Dual-Step Optimization for Binary Sequences with High Merit Factors

TL;DR

This paper presents a dual-step GPU-accelerated algorithm that efficiently finds long binary sequences with high merit factors, surpassing traditional methods and discovering new best-known sequences for lengths 450 to 527.

Contribution

Introduces a novel dual-step optimization algorithm combining parallel skew-symmetry generation and priority queue refinement for high merit factor binary sequences.

Findings

Successfully identified new best-known sequences for lengths 450 to 527.

Outperformed traditional exhaustive and stochastic search methods.

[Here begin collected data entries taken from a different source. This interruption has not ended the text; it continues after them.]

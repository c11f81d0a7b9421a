/// Timeout wrapper for a single attempt
use std::future::Future;
use std::time::Duration;

#[derive(Debug, Clone, PartialEq, Eq, thiserror::Error)]
pub enum TimeoutError {
    #[error("{operation} timed out after {after:?}")]
    Elapsed {
        operation: &'static str,
        after: Duration,
    },
}

/// Run `future` to completion or fail once `duration` has passed.
pub async fn with_timeout<F, T>(
    operation: &'static str,
    duration: Duration,
    future: F,
) -> Result<T, TimeoutError>
where
    F: Future<Output = T>,
{
    tokio::time::timeout(duration, future)
        .await
        .map_err(|_| TimeoutError::Elapsed {
            operation,
            after: duration,
        })
}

Matched previous best for length 518 with a different sequence.

Abstract

The problem of finding aperiodic low auto-correlation binary sequences (LABS) presents a significant computational challenge, particularly as the sequence length increases. Such sequences have important applications in communication engineering, physics, chemistry, and cryptography. This paper introduces a novel dual-step algorithm for long binary sequences with high merit factors. The first step employs a parallel algorithm utilizing skew-symmetry and restriction classes to generate sequence candidates with merit factors above a predefined threshold. The second step uses a priority queue algorithm to refine these candidates further, searching the entire search space unrestrictedly. By combining GPU-based parallel computing and dual-step optimization, our approach has successfully identified new best-known binary sequences for all lengths ranging from 450 to 527, with the exception of length 518, where the previous best-known value was matched with a different sequence. This hybrid method significantly outperforms traditional exhaustive and stochastic search methods, offering an efficient solution for finding long sequences with good merit factors.